Sie ahnte nicht, dass der Mann in Schwarz sich ihr langsam näherte, und umklammerte die goldene Haarnadel in ihrer Hand immer fester, doch ihr Arm fühlte sich plötzlich so schwer wie tausend Pfund an. Sie knirschte mit den Zähnen und wollte gerade die Hand heben, um ihn zu erstechen.

„Siebte Fräulein!“, rief eine hastig klingende junge Stimme, woraufhin Mingwei abrupt ihre Hand senkte, die sie noch nicht erhoben hatte, und die Männer in Schwarz wie angewurzelt stehen ließ. „Großvater!“

Es war Rong Zhen, der wie aus dem Nichts hinter ihm auftauchte!

Gleichzeitig trafen auch Rong Duos persönlicher Eunuch und seine kaiserlichen Ärzte ein, die ihm eilig in die kaiserliche Kutsche halfen. Eine große Gruppe weiterer Personen, darunter Prinz Cheng und Prinz Kang, eilte ebenfalls herbei und umringte Rong Duo. Ming Wei wusste davon jedoch nichts.

Er stellte sich schützend hinter Mingwei, sein scharfer Blick auf den Neuankömmling gerichtet.
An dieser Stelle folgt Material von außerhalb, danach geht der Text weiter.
//! Helpers shared across the engine's unit/scenario tests, and (behind the
//! `testing` feature) reused by the binaries as a dependency-free default
//! wiring when no real exchange integration is configured.

pub mod mock_exchange;

use std::collections::HashSet;

use chrono::Utc;

use crate::domain::{BotConfig, BotId, BotStatus, ExecutionMode};

/// A representative `BotConfig` matching the "happy path" scenario in
/// spec §8: `maxNegativePnlStopPct=4, leverage=10, minProfitPercentage=0.5,
/// enableTrailingStop=false`.
pub fn sample_bot_config() -> BotConfig {
    BotConfig {
        bot_id: BotId(1),
        bot_name: "test-bot".to_string(),
        strategy_name: "test-strategy".to_string(),
        api_key: "test-key".to_string(),
        api_secret: "test-secret".to_string(),
        bot_client_order_id_prefix: 4217,
        capital_percentage: 10.0,
        max_open_orders: 3,
        max_negative_pnl_stop_pct: 4.0,
        min_profit_percentage: 0.5,
        max_slippage_pct: 0.2,
        order_execution_timeout_seconds: 12,
        time: "5m".to_string(),
        execution_mode: ExecutionMode::Realtime,
        authorized_tokens: HashSet::new(),
        enable_trailing_stop: false,
        enable_hybrid_stop_strategy: false,
        enable_post_only: true,
        enable_market_fallback: true,
        enable_orphan_order_monitor: true,
        initial_stop_atr_multiplier: 1.5,
        trailing_stop_atr_multiplier: 1.0,
        partial_take_profit_atr_multiplier: 1.0,
        partial_take_profit_percentage: 50.0,
        next_validation_at: Utc::now(),
        created_at: Utc::now() - chrono::Duration::hours(1),
        status: BotStatus::Running,
    }
}
impl BotRunner {
    #[allow(clippy::too_many_arguments)]
    pub fn new(
        bot: BotConfig,
        exchange: Arc<dyn ExchangeClient>,
        account_cache: Arc<AccountCache>,
        allocator: Arc<OrderIdAllocator>,
        position_protector: Arc<PositionProtector>,
        orphan_reaper: Arc<OrphanReaper>,
        strategy: Box<dyn Strategy>,
        macro_analyzer: Option<Arc<dyn MacroAnalyzer>>,
        maintenance: Arc<AtomicBool>,
        engine_config: EngineConfig,
        auth_failure_tx: Option<mpsc::UnboundedSender<BotId>>,
    ) -> Self {
        Self::with_persistence(
            bot,
            exchange,
            account_cache,
            allocator,
            position_protector,
            orphan_reaper,
            strategy,
            macro_analyzer,
            maintenance,
            engine_config,
            auth_failure_tx,
            None,
        )
    }

    /// Same as [`BotRunner::new`], additionally wiring a callback that
    /// persists `nextValidationAt` every time this runner recomputes it
    /// (SPEC_FULL §4.6). `run_supervisor`/`force_sync` have no persistence
    /// backend to call (spec §1 "config persistence backend" is out of
    /// scope), so they use [`BotRunner::new`]; an integrator with a real
    /// `BotConfig` store wires it in here instead.
    #[allow(clippy::too_many_arguments)]
    pub fn with_persistence(
        bot: BotConfig,
        exchange: Arc<dyn ExchangeClient>,
        account_cache: Arc<AccountCache>,
        allocator: Arc<OrderIdAllocator>,
        position_protector: Arc<PositionProtector>,
        orphan_reaper: Arc<OrphanReaper>,
        strategy: Box<dyn Strategy>,
        macro_analyzer: Option<Arc<dyn MacroAnalyzer>>,
        maintenance: Arc<AtomicBool>,
        engine_config: EngineConfig,
        auth_failure_tx: Option<mpsc::UnboundedSender<BotId>>,
        persist_next_validation_at: Option<Arc<dyn Fn(BotId, DateTime<Utc>) + Send + Sync>>,
    ) -> Self {
        Self {
            bot_id: bot.bot_id,
            bot: RwLock::new(bot),
            exchange,
            account_cache,
            allocator,
            position_protector,
            orphan_reaper,
            strategy,
            macro_analyzer,
            maintenance,
            engine_config,
            auth_failure_tx,
            persist_next_validation_at,
        }
    }

    pub fn bot_id(&self) -> BotId {
        self.bot_id
    }

    pub async fn status(&self) -> BotStatus {
        self.bot.read().await.status
    }

    pub async fn set_status(&self, status: BotStatus) {
        self.bot.write().await.status = status;
    }

    pub async fn next_validation_at(&self) -> DateTime<Utc> {
        self.bot.read().await.next_validation_at
    }

    pub async fn bot_config(&self) -> BotConfig {
        self.bot.read().await.clone()
    }

    /// Runs ticks until `shutdown` flips to not-running. Computes and
    /// persists `nextValidationAt` before each tick, then sleeps only the
    /// remainder of the period after the tick completes - an overrun tick
    /// is followed immediately by the next one rather than a burst of
    /// catch-up ticks (spec §4.6 "no catch-up storms").
    pub async fn run(&self, shutdown: Arc<ShutdownManager>) {
        while shutdown.is_running() {
            let now = Utc::now();
            let bot_snapshot = self.bot.read().await.clone();
            let target = Self::compute_target(
                now,
                &bot_snapshot,
                Duration::from_secs(self.engine_config.default_realtime_period_secs),
                self.engine_config.post_fill_settle_delay(),
            );

            {
                let mut bot = self.bot.write().await;
                bot.next_validation_at = target;
            }
            if let Some(persist) = &self.persist_next_validation_at {
                persist(self.bot_id, target);
            }

            if let Err(err) = self.tick().await {
                warn!("[BotRunner] bot {} tick failed: {}", self.bot_id, err);
                if matches!(err, EngineError::Exchange(ExchangeError::Auth(_))) {
                    self.stop_on_auth_failure().await;
                }
            }

            let remaining = (target - Utc::now()).to_std().unwrap_or(Duration::ZERO);
            shutdown.interruptible_sleep(remaining).await;
        }
    }

    /// Stops the bot in place and tells the supervisor it needs attention
    /// (spec §7: an `Auth` error ends the tick early and the bot is stopped
    /// rather than retried on the next schedule).
    async fn stop_on_auth_failure(&self) {
        warn!("[BotRunner] bot {} stopped after an authentication error, needs manual restart", self.bot_id);
        self.set_status(BotStatus::Stopped).await;
        if let Some(tx) = &self.auth_failure_tx {
            let _ = tx.send(self.bot_id);
        }
    }

    fn compute_target(now: DateTime<Utc>, bot: &BotConfig, default_realtime_period: Duration, settle_delay: Duration) -> DateTime<Utc> {
        match bot.execution_mode {
            ExecutionMode::Realtime => now + chrono::Duration::from_std(default_realtime_period).unwrap_or(chrono::Duration::seconds(60)),
            ExecutionMode::OnCandleClose => {
                let period = timeframe::parse(&bot.time).unwrap_or(default_realtime_period);
                let boundary = timeframe::next_boundary(now, period);
                boundary + chrono::Duration::from_std(settle_delay).unwrap_or(chrono::Duration::seconds(0))
            }
        }
    }

    /// One analysis cycle (spec §4.6 "Tick procedure" steps 1-10).
    pub async fn tick(&self) -> Result<()> {
        let bot = self.bot.read().await.clone();

        if self.maintenance.load(Ordering::Acquire) || bot.status == BotStatus::Stopped {
            debug!("[BotRunner] bot {} skipped (maintenance or stopped)", self.bot_id);
            return Ok(());
        }

        let snapshot = self.account_cache.get(&bot).await?;

        let positions = self.exchange.get_open_positions(&bot.api_key, &bot.api_secret).await?;
        let open_orders = self.exchange.get_open_orders(None, &bot.api_key, &bot.api_secret).await?;

        let mut blocked_symbols: HashSet<String> = positions.iter().filter(|p| !p.is_flat()).map(|p| p.symbol.clone()).collect();
        blocked_symbols.extend(
            open_orders
                .iter()
                .filter(|o| o.belongs_to(&bot) && o.status.is_live() && !o.reduce_only)
                .map(|o| o.symbol.clone()),
        );

        let macro_trend = self.analyze_macro_trend(&bot).await;

        let datasets = self.build_datasets(&bot, &snapshot, &blocked_symbols).await;

        let mut intents = self.strategy.analyze(&datasets, &bot, macro_trend.as_ref()).await?;
        intents.sort_by(|a, b| b.expected_pnl.partial_cmp(&a.expected_pnl).unwrap_or(std::cmp::Ordering::Equal));

        for intent in &intents {
            let live_bot = self.bot.read().await.clone();
            if live_bot.status == BotStatus::Stopped || self.maintenance.load(Ordering::Acquire) {
                debug!("[BotRunner] bot {} stopping entry submission mid-tick", self.bot_id);
                break;
            }

            let open_count = self
                .exchange
                .get_open_positions(&live_bot.api_key, &live_bot.api_secret)
                .await?
                .iter()
                .filter(|p| !p.is_flat())
                .count();
            if open_count >= live_bot.max_open_orders {
                debug!("[BotRunner] bot {} at max_open_orders ({}), stopping entry submission", self.bot_id, live_bot.max_open_orders);
                break;
            }

            match open_entry(
                intent,
                &live_bot,
                &snapshot,
                &self.exchange,
                &self.allocator,
                Some(self),
                Some(self),
                self.engine_config.post_fill_settle_delay(),
                self.engine_config.default_order_execution_timeout(),
            )
            .await
            {
                Ok(EntryOutcome::Filled(filled)) => {
                    info!(
                        "[BotRunner] bot {} {} entry filled ({:?}, price={:.6})",
                        self.bot_id, intent.symbol, filled.order_type, filled.exec_price
                    );
                }
                Ok(EntryOutcome::Aborted(reason)) => {
                    debug!("[BotRunner] bot {} {} entry aborted: {}", self.bot_id, intent.symbol, reason);
                }
                Err(err) => {
                    warn!("[BotRunner] bot {} {} entry failed: {}", self.bot_id, intent.symbol, err);
                }
            }
        }

        let protection_futures = positions.iter().filter(|p| !p.is_flat()).filter_map(|position| {
            let market = snapshot.market(&position.symbol)?;
            Some(async move {
                if let Err(err) = self.position_protector.ensure_protection(&bot, market, position).await {
                    warn!("[BotRunner] bot {} {} ensure_protection failed: {}", self.bot_id, position.symbol, err);
                }
            })
        });
        // Parallel across symbols; each `ensure_protection` call is
        // internally serialized per symbol by `PositionProtector`'s own
        // lock set (spec §5 "parallel across symbols, serialized per
        // symbol").
        futures::future::join_all(protection_futures).await;

        if bot.enable_orphan_order_monitor {
            if let Err(err) = self.orphan_reaper.reap(&bot).await {
                warn!("[BotRunner] bot {} orphan reap failed: {}", self.bot_id, err);
            }
        }

        Ok(())
    }

    /// `force_sync` control-surface contract: "equivalent to
    /// `PositionProtector.ensureProtection` + `OrphanReaper` for that bot"
    /// (spec §6).
    pub async fn force_sync(&self) -> Result<()> {
        let bot = self.bot.read().await.clone();
        let snapshot = self.account_cache.force_refresh(&bot).await?;
        let positions = self.exchange.get_open_positions(&bot.api_key, &bot.api_secret).await?;
        for position in positions.iter().filter(|p| !p.is_flat()) {
            if let Some(market) = snapshot.market(&position.symbol) {
                self.position_protector.ensure_protection(&bot, market, position).await?;
            }
        }
        self.orphan_reaper.reap(&bot).await?;
        Ok(())
    }

    async fn analyze_macro_trend(&self, bot: &BotConfig) -> Option<MacroTrend> {
        let analyzer = self.macro_analyzer.as_ref()?;
        match analyzer.analyze(&bot.time).await {
            Ok(trend) => Some(trend),
            Err(err) => {
                warn!("[BotRunner] bot {} macro trend analysis failed: {}", self.bot_id, err);
                None
            }
        }
    }

    /// Builds datasets for `authorized ∩ ¬blocked`, capped at
    /// `maxTokensPerBot` (spec §4.6 step 6). Symbols whose candle or
    /// mark-price fetch fails are skipped for this tick rather than failing
    /// the whole cycle (spec §7 "a tick that fails to protect/build one
    /// symbol still runs the next").
    async fn build_datasets(
        &self,
        bot: &BotConfig,
        snapshot: &crate::domain::AccountSnapshot,
        blocked_symbols: &HashSet<String>,
    ) -> Vec<SymbolDataset> {
        let candidate_symbols: Vec<String> = snapshot
            .markets
            .keys()
            .filter(|symbol| bot.is_authorized(symbol) && !blocked_symbols.contains(*symbol))
            .take(self.engine_config.max_tokens_per_bot)
            .cloned()
            .collect();

        let mut datasets = Vec::with_capacity(candidate_symbols.len());
        for symbol in candidate_symbols {
            let Some(market) = snapshot.market(&symbol).cloned() else {
                continue;
            };
            let candles = match self.exchange.get_klines(&symbol, &bot.time, KLINE_LOOKBACK).await {
                Ok(candles) => candles,
                Err(err) => {
                    warn!("[BotRunner] bot {} {} kline fetch failed: {}", self.bot_id, symbol, err);
                    continue;
                }
            };
            let mark_price = match self.exchange.get_all_mark_prices(Some(std::slice::from_ref(&symbol))).await {
                Ok(prices) => prices.into_iter().find(|(s, _)| *s == symbol).map(|(_, p)| p),
                Err(err) => {
                    warn!("[BotRunner] bot {} {} mark price fetch failed: {}", self.bot_id, symbol, err);
                    None
                }
            };
            let Some(mark_price) = mark_price else {
                continue;
            };
            datasets.push(SymbolDataset { symbol, market, candles, mark_price });
        }
        datasets
    }
}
„Nehmt sie lebend gefangen!“, gab Rong Zhen den Befehl, und die kaiserliche Garde umzingelte die etwa ein Dutzend Männer in Schwarz in einer Zangenbewegung.

Mingwei fühlte sich, als ob ihr Verstand ausgesetzt hätte; sie nahm nichts mehr um sich herum wahr und stand einfach nur ausdruckslos da. Sie bemerkte nicht einmal, dass Rong Duo die Augen geöffnet hatte, bevor er in der kaiserlichen Kutsche davongefahren wurde.